• _Data_:
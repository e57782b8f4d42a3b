// Copyright (c) 2025 Soumyadip Sarkar.
// All rights reserved.
//
// This source code is licensed under the license found in the
// LICENSE file in the root directory of this source tree.

use rusqlite::Connection;
use rust_decimal::Decimal;
use saldo::commands::accounts::{self, AccountInput};
use saldo::commands::categories::{self, CategoryInput};
use saldo::commands::transactions::{self, Breakdown, FlowInput, TransactionRequest};
use saldo::commands::{agents, currencies, users};
use saldo::error::LedgerError;
use saldo::{cli, db};
use std::str::FromStr;

fn d(s: &str) -> Decimal {
    Decimal::from_str(s).unwrap()
}

fn setup() -> (Connection, i64) {
    let conn = db::open_in_memory().unwrap();
    let owner = users::get_or_create(&conn, "ann").unwrap().id;
    (conn, owner)
}

fn account_input(name: &str, saldo: &str, currency_id: i64) -> AccountInput {
    AccountInput {
        description: name.into(),
        starting_saldo: d(saldo),
        date_created: "2024-01-01T08:00".into(),
        currency_id,
        color: None,
        order: None,
    }
}

fn category_input(name: &str, is_expense: bool, parent_id: Option<i64>) -> CategoryInput {
    CategoryInput {
        description: name.into(),
        is_expense,
        usable: true,
        parent_id,
        color: None,
        order: None,
    }
}

#[test]
fn users_are_created_once() {
    let (conn, owner) = setup();
    assert_eq!(users::get_or_create(&conn, "ann").unwrap().id, owner);
    users::get_or_create(&conn, "bob").unwrap();
    let names: Vec<String> = users::list(&conn).unwrap().into_iter().map(|u| u.username).collect();
    assert_eq!(names, vec!["ann", "bob"]);
}

#[test]
fn currencies_are_seeded_and_validated() {
    let (conn, _) = setup();
    assert_eq!(currencies::by_code(&conn, "jpy").unwrap().decimals, 0);
    assert_eq!(currencies::by_code(&conn, "EUR").unwrap().decimals, 2);

    let btc = currencies::add(&conn, " btc ", 8).unwrap();
    assert_eq!(btc.code, "BTC");
    assert!(matches!(currencies::add(&conn, "BTC", 8), Err(LedgerError::Validation(_))));
    assert!(matches!(currencies::add(&conn, "XX", 2), Err(LedgerError::Validation(_))));
    assert!(matches!(currencies::add(&conn, "XYZ", 9), Err(LedgerError::Validation(_))));
    assert!(matches!(currencies::get(&conn, 999), Err(LedgerError::NotFound("currency"))));
    assert_eq!(currencies::default_currency(&conn).unwrap().code, "EUR");

    let m = cli::build_cli().get_matches_from(["saldo", "currency", "set-default", "usd"]);
    let (_, sub) = m.subcommand().unwrap();
    currencies::handle(&conn, sub).unwrap();
    assert_eq!(currencies::default_currency(&conn).unwrap().code, "USD");
}

#[test]
fn account_rules() {
    let (conn, owner) = setup();
    let eur = currencies::by_code(&conn, "EUR").unwrap().id;
    let a = accounts::create_account(&conn, owner, account_input("  Checking ", "100.50", eur)).unwrap();
    assert_eq!(a.description, "Checking");
    assert_eq!(a.color, accounts::DEFAULT_COLOR);
    assert_eq!(a.order, 1);
    let b = accounts::create_account(&conn, owner, account_input("Savings", "0", eur)).unwrap();
    assert_eq!(b.order, 2);

    let dup = accounts::create_account(&conn, owner, account_input("Checking", "1", eur)).unwrap_err();
    assert!(matches!(dup, LedgerError::Validation(ref m) if m.contains("already exists")));

    for bad in [
        account_input("", "1", eur),
        account_input("Neg", "-1", eur),
        account_input("Precise", "1.001", eur),
        AccountInput {
            date_created: "2999-01-01".into(),
            ..account_input("Future", "1", eur)
        },
        AccountInput {
            color: Some("blue".into()),
            ..account_input("Blue", "1", eur)
        },
    ] {
        let name = bad.description.clone();
        let err = accounts::create_account(&conn, owner, bad).unwrap_err();
        assert!(matches!(err, LedgerError::Validation(_)), "{}", name);
    }
    assert!(matches!(
        accounts::create_account(&conn, owner, account_input("Ghost", "1", 999)),
        Err(LedgerError::NotFound("currency"))
    ));

    // same description is fine for another owner
    let eve = users::get_or_create(&conn, "eve").unwrap().id;
    accounts::create_account(&conn, eve, account_input("Checking", "1", eur)).unwrap();
    assert!(matches!(
        accounts::get_account(&conn, eve, a.id),
        Err(LedgerError::NotFound("account"))
    ));

    let listed = accounts::list_accounts(&conn, owner).unwrap();
    assert_eq!(listed.len(), 2);
    assert_eq!(listed[0].account.description, "Checking");
    assert_eq!(listed[0].saldo, d("100.50"));
    assert_eq!(listed[0].currency.code, "EUR");
}

#[test]
fn category_nesting() {
    let (conn, owner) = setup();
    let food = categories::create_category(&conn, owner, category_input("Food", true, None)).unwrap();
    let snacks = categories::create_category(&conn, owner, category_input("Snacks", true, Some(food.id))).unwrap();
    let rent = categories::create_category(&conn, owner, category_input("Rent", true, None)).unwrap();
    let salary = categories::create_category(&conn, owner, category_input("Salary", false, None)).unwrap();
    assert_eq!(snacks.parent_id, Some(food.id));
    assert_eq!(snacks.color, categories::DEFAULT_COLOR);

    // same name allowed on the other side
    categories::create_category(&conn, owner, category_input("Food", false, None)).unwrap();
    let dup = categories::create_category(&conn, owner, category_input("Food", true, None)).unwrap_err();
    assert!(matches!(dup, LedgerError::Validation(_)));

    let too_deep = categories::create_category(&conn, owner, category_input("Chips", true, Some(snacks.id)));
    assert!(matches!(too_deep, Err(LedgerError::Validation(_))));
    let wrong_kind = categories::create_category(&conn, owner, category_input("Bonus", false, Some(food.id)));
    assert!(matches!(wrong_kind, Err(LedgerError::Validation(_))));

    assert!(matches!(
        categories::set_parent(&conn, owner, food.id, Some(rent.id)),
        Err(LedgerError::Validation(_))
    ));
    assert!(matches!(
        categories::set_parent(&conn, owner, salary.id, Some(rent.id)),
        Err(LedgerError::Validation(_))
    ));
    let moved = categories::set_parent(&conn, owner, rent.id, Some(food.id)).unwrap();
    assert_eq!(moved.parent_id, Some(food.id));
    let back = categories::set_parent(&conn, owner, snacks.id, None).unwrap();
    assert_eq!(back.parent_id, None);

    let eve = users::get_or_create(&conn, "eve").unwrap().id;
    assert!(matches!(
        categories::get_category(&conn, eve, food.id),
        Err(LedgerError::NotFound("category"))
    ));
    assert!(matches!(
        categories::set_parent(&conn, eve, food.id, None),
        Err(LedgerError::NotFound("category"))
    ));
}

#[test]
fn agents_get_or_create() {
    let (conn, owner) = setup();
    let a = agents::get_or_create(&conn, owner, " Bakery ").unwrap();
    let b = agents::get_or_create(&conn, owner, "Bakery").unwrap();
    assert_eq!(a, b);
    assert_eq!(a.description, "Bakery");
    assert!(matches!(agents::get_or_create(&conn, owner, "  "), Err(LedgerError::Validation(_))));

    let eve = users::get_or_create(&conn, "eve").unwrap().id;
    let c = agents::get_or_create(&conn, eve, "Bakery").unwrap();
    assert_ne!(a.id, c.id);
    assert!(matches!(agents::get(&conn, eve, a.id), Err(LedgerError::NotFound("agent"))));
}

#[test]
fn agents_listed_by_use() {
    let (mut conn, owner) = setup();
    let eur = currencies::by_code(&conn, "EUR").unwrap().id;
    let acc = accounts::create_account(&conn, owner, account_input("Main", "100", eur)).unwrap();
    agents::get_or_create(&conn, owner, "Unused").unwrap();
    let req = |agent: &str, flows: Vec<FlowInput>| TransactionRequest {
        amount: d("10"),
        is_expense: true,
        date_issued: "2024-02-01T10:00".into(),
        agent: agent.into(),
        comment: String::new(),
        breakdown: if flows.is_empty() {
            Breakdown::Direct
        } else {
            Breakdown::Split { records: vec![], flows }
        },
    };
    transactions::create_transaction(&mut conn, owner, acc.id, &req("Shop", vec![])).unwrap();
    transactions::create_transaction(
        &mut conn,
        owner,
        acc.id,
        &req(
            "Ann",
            vec![FlowInput {
                amount: d("10"),
                agent: "Shop".into(),
                is_debt: false,
            }],
        ),
    )
    .unwrap();

    let listed: Vec<(String, i64)> = agents::list_agents(&conn, owner)
        .unwrap()
        .into_iter()
        .map(|u| (u.agent.description, u.uses))
        .collect();
    // Shop: one transaction, two flows
    assert_eq!(
        listed,
        vec![
            ("Shop".to_string(), 3),
            ("Ann".to_string(), 1),
            ("Unused".to_string(), 0)
        ]
    );
}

• _Description of the task_: Only lines holding the string "self" are wanted; gather each one from the entries above.

• _Result of this task_:
use saldo::commands::accounts::{self, AccountInput};
use saldo::commands::categories::{self, CategoryInput};
use saldo::commands::transactions::{self, Breakdown, FlowInput, TransactionRequest};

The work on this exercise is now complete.